Data for this exercise.
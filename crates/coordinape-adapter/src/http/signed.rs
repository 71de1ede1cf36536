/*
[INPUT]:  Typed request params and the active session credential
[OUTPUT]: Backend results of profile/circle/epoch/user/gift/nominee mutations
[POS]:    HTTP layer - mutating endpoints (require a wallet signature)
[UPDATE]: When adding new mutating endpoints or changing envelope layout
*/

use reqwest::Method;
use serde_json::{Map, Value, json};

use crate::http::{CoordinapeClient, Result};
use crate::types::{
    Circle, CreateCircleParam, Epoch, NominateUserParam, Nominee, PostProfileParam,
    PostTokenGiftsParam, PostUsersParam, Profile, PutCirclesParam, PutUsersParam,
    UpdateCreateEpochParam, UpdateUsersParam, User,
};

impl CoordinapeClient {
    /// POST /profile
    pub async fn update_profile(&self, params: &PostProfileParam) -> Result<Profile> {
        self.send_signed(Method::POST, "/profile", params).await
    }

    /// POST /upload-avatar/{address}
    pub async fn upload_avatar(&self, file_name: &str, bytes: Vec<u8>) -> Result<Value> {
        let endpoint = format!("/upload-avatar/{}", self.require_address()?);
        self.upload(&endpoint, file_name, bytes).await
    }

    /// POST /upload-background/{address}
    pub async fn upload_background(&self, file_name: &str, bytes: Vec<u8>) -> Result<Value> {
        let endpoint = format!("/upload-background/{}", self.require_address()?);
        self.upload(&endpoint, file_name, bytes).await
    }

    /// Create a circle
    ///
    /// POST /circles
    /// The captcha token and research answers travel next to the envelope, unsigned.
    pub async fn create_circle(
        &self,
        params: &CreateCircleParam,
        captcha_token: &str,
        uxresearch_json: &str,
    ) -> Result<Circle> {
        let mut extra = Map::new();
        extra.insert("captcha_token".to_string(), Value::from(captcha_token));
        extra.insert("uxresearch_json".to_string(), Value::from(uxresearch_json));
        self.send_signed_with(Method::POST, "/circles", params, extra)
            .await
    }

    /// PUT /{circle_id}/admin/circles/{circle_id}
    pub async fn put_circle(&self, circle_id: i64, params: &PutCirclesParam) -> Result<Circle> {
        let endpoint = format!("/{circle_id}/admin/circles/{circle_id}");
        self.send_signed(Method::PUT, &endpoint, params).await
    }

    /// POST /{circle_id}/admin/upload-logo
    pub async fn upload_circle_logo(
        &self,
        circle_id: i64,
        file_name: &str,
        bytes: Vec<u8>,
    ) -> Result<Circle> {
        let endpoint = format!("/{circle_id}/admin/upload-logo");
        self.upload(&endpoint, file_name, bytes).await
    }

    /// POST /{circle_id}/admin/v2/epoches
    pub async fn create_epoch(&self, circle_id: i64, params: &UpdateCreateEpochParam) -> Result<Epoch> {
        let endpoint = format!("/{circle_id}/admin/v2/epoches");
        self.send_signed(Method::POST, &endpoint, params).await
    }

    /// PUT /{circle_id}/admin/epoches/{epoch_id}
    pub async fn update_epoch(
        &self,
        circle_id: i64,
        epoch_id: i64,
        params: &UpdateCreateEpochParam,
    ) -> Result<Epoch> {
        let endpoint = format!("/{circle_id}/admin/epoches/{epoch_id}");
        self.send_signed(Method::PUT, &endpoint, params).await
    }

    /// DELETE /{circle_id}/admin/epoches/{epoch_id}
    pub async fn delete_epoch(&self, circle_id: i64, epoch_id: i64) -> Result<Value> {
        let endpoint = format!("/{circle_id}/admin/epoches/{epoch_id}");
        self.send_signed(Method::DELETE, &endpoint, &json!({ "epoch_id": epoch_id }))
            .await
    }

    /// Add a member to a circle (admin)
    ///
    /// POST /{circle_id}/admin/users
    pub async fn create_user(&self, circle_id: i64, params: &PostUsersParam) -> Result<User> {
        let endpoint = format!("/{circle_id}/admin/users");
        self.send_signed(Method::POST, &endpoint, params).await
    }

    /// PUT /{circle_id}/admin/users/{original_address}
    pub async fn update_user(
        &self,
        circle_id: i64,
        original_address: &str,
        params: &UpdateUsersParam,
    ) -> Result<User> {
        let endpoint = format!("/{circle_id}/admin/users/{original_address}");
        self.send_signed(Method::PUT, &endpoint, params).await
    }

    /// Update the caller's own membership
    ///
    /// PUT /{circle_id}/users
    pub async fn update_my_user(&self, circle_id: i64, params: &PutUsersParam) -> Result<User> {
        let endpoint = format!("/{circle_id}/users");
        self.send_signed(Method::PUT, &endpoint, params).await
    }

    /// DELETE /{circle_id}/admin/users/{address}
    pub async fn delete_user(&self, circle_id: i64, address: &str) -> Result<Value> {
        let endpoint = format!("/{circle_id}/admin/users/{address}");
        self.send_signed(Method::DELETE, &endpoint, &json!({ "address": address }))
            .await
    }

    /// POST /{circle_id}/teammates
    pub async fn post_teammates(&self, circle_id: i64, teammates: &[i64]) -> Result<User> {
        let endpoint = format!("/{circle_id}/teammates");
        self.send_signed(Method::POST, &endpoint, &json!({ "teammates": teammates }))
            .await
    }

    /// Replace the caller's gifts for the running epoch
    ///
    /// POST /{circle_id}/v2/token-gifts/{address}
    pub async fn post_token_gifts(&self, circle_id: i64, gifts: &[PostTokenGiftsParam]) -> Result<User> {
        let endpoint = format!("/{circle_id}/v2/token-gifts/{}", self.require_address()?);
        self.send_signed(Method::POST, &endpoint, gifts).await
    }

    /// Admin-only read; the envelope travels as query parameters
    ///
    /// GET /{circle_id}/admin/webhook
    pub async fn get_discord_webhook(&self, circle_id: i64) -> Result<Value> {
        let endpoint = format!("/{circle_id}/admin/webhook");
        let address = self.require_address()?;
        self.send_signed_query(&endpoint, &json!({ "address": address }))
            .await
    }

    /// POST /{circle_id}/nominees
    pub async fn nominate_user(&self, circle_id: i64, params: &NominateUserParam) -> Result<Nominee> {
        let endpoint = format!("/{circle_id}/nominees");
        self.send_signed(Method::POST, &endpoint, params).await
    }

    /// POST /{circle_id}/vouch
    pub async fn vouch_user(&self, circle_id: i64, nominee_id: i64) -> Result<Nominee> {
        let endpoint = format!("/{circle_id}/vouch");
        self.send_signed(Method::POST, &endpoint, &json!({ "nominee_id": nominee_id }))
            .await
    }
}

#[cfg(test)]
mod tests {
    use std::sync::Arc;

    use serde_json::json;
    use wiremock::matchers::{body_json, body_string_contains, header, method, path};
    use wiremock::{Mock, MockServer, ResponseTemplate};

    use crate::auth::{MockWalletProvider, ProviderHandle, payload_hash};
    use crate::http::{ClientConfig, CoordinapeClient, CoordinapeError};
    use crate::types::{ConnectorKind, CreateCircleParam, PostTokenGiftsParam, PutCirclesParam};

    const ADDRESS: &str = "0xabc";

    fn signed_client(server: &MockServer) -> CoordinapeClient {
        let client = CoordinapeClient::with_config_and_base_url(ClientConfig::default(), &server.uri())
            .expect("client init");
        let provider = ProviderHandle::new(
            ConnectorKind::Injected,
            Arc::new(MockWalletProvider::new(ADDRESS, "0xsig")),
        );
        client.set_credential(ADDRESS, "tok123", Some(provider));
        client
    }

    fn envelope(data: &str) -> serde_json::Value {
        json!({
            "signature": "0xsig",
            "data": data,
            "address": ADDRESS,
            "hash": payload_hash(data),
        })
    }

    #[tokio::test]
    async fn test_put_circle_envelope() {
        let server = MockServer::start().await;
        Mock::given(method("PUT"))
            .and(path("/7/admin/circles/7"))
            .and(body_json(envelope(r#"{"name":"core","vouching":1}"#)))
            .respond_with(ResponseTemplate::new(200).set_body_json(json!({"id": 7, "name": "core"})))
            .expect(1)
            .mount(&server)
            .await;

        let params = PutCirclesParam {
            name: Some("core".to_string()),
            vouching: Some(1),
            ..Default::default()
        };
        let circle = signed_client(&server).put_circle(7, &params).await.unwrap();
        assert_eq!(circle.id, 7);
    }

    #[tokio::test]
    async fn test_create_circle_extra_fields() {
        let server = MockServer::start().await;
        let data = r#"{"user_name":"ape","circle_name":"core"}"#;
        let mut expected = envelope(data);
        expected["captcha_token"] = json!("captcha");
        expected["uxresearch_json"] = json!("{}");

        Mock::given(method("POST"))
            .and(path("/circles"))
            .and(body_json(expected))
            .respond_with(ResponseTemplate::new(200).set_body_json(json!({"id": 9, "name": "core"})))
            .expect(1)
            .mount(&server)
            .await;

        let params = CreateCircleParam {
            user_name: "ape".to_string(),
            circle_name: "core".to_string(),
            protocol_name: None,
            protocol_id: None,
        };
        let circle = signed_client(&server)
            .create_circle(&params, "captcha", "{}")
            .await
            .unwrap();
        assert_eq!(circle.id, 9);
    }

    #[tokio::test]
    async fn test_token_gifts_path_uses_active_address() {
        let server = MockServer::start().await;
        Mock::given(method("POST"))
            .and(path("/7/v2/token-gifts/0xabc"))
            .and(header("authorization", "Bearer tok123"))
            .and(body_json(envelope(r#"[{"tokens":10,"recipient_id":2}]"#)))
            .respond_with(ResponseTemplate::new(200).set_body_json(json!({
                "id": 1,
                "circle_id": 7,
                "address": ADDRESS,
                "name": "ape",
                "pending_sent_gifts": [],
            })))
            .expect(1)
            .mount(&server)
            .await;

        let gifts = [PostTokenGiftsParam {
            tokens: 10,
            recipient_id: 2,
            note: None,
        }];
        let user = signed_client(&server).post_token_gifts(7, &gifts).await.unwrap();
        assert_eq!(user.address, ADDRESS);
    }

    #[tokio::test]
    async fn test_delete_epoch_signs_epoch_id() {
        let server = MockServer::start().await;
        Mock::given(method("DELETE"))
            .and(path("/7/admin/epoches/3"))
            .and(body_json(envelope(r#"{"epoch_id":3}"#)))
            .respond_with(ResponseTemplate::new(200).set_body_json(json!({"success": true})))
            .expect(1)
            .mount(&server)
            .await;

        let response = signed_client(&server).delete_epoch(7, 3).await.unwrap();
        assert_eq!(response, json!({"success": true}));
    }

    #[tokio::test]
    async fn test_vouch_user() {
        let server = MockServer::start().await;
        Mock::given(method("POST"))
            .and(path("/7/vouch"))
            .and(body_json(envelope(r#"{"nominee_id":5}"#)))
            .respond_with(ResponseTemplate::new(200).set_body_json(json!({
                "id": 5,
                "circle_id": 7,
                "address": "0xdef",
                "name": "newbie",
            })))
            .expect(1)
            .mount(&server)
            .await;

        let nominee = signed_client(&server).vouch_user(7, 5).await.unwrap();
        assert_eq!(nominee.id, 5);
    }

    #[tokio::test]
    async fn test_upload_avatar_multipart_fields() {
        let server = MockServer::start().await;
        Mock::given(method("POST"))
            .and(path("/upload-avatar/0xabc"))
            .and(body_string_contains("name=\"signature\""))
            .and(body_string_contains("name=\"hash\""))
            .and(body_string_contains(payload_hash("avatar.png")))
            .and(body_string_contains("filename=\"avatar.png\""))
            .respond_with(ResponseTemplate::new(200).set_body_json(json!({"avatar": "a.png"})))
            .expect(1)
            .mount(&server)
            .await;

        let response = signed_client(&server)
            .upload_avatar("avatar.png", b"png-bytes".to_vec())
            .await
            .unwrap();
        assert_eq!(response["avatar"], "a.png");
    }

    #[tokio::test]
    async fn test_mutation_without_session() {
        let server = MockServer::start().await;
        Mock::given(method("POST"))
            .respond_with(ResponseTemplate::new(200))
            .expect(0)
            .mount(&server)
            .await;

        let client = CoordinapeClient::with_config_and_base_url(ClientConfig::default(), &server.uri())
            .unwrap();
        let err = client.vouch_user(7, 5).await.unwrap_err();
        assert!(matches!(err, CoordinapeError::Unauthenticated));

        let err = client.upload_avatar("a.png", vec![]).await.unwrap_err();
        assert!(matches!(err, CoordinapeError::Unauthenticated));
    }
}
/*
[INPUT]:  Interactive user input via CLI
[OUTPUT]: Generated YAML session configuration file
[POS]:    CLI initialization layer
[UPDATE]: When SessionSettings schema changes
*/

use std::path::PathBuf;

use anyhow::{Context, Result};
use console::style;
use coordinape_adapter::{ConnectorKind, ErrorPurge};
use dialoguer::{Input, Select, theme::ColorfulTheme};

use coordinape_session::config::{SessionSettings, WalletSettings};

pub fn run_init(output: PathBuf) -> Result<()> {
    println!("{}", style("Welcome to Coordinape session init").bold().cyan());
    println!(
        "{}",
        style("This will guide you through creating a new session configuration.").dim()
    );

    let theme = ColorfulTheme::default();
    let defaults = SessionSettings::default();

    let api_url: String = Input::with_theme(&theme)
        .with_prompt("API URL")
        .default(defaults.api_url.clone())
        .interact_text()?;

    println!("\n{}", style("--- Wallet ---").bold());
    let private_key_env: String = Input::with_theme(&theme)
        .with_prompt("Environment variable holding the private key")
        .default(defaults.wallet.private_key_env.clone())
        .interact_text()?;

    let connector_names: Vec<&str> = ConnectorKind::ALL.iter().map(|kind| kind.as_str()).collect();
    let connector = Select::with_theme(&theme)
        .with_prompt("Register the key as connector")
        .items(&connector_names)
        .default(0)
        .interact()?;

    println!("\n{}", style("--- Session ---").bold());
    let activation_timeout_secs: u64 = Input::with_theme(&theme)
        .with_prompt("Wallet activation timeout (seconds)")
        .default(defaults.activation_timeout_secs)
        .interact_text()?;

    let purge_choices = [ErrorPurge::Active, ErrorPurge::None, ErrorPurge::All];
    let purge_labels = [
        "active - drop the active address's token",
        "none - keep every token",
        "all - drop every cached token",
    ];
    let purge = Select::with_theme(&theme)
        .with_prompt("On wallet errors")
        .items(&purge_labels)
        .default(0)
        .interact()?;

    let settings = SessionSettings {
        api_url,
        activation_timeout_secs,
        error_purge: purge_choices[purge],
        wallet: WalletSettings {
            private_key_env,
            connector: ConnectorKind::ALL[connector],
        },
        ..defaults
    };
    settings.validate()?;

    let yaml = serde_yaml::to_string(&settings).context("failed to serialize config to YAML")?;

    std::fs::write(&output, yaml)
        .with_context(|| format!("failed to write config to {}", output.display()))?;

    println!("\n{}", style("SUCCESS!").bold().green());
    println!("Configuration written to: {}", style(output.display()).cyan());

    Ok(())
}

Problem statement.
Check each line of the records for "insert" and copy the ones that contain it.

Response area.
        extra.insert("captcha_token".to_string(), Value::from(captcha_token));
        extra.insert("uxresearch_json".to_string(), Value::from(uxresearch_json));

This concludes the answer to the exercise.